A Dutch Air Force spokesperson, Maj. Wilko Ter Horst, said that it was about 3:50 in the afternoon, or 9:50 am on the U.S. East Coast, that the Dutch military saw that the two Russian bombers had made a slight, but very definite, incursion into the Dutch-controlled skies.

The two large bombers, believed to be Russia's TU-95 bombers, known as "Bears," flew about a half mile inside the Dutch airspace. The Dutch sent two F-16s into the sky to run the Russian bombers off.

"That's why we scrambled, that's why the Danish scrambled and the English scrambled, to ensure they fly out of our air space," Ter Horst said.

A TU-95 bomber is pictured above.

The two bombers also flew toward U.K. airspace, coming close to Scotland's north coast, provoking the Royal Air Force to send two Typhoon fighter jets to cut them off.

"The aircraft were subsequently identified as Russian military aircraft," said the U.K. Ministry of Defense in a statement. "The Russian military aircraft remained in international airspace at all times as they are perfectly entitled to do so.
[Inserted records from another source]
use std::sync::Arc;

use deadpool::managed::{Manager, Metrics, Object, PoolError, RecycleError, RecycleResult};

use crate::config::PoolConfig;
use crate::driver::{Driver, DriverConnection};
use crate::error::GatewayError;

/// A checked-out connection. Dropping it returns the connection to the pool,
/// which is what makes the transaction path's release discipline automatic.
pub type PooledConnection = Object<DriverManager>;

/// Deadpool manager that opens connections through the injected driver and
/// pings them on recycle.
pub struct DriverManager {
    driver: Arc<dyn Driver>,
    config: PoolConfig,
}

impl DriverManager {
    pub(crate) fn new(driver: Arc<dyn Driver>, config: PoolConfig) -> Self {
        Self { driver, config }
    }
}

impl std::fmt::Debug for DriverManager {
    fn fmt(&self, f: &mut std::fmt::Formatter<'_>) -> std::fmt::Result {
        f.debug_struct("DriverManager")
            .field("driver", &self.driver.name())
            .field("config", &self.config)
            .finish()
    }
}

impl Manager for DriverManager {
    type Type = Box<dyn DriverConnection>;
    type Error = GatewayError;

    async fn create(&self) -> Result<Self::Type, Self::Error> {
        self.driver.connect(&self.config).await
    }

    async fn recycle(&self, conn: &mut Self::Type, _: &Metrics) -> RecycleResult<Self::Error> {
        conn.ping().await.map_err(RecycleError::Backend)
    }
}

/// Collapse deadpool's error wrapper: backend errors pass through untouched,
/// pool-side failures (timeout, closed) become `ConnectionError`.
pub(crate) fn map_pool_error(err: PoolError<GatewayError>) -> GatewayError {
    match err {
        PoolError::Backend(err) => err,
        other => GatewayError::ConnectionError(other.to_string()),
    }
}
Russian military flights have never entered UK sovereign airspace without authorization."

The European countries are all playing down any possible significance of the Russian bombers apparent test of the European response systems. The said that they did not believe the Russian bombers flyover was related to the Ukraine crisis and that, in fact, near-misses with European airspace are not uncommon.

There were eight such incidents with Russian bombers in 2013, Sky News reported. The below photograph from Britain's Defense Ministry shows a Typhoon fighter escorting a Russian TU-95 Bear bomber away from British airspace in 2007, in an incident similar to the encounter with Russian bombers that took place Wednesday.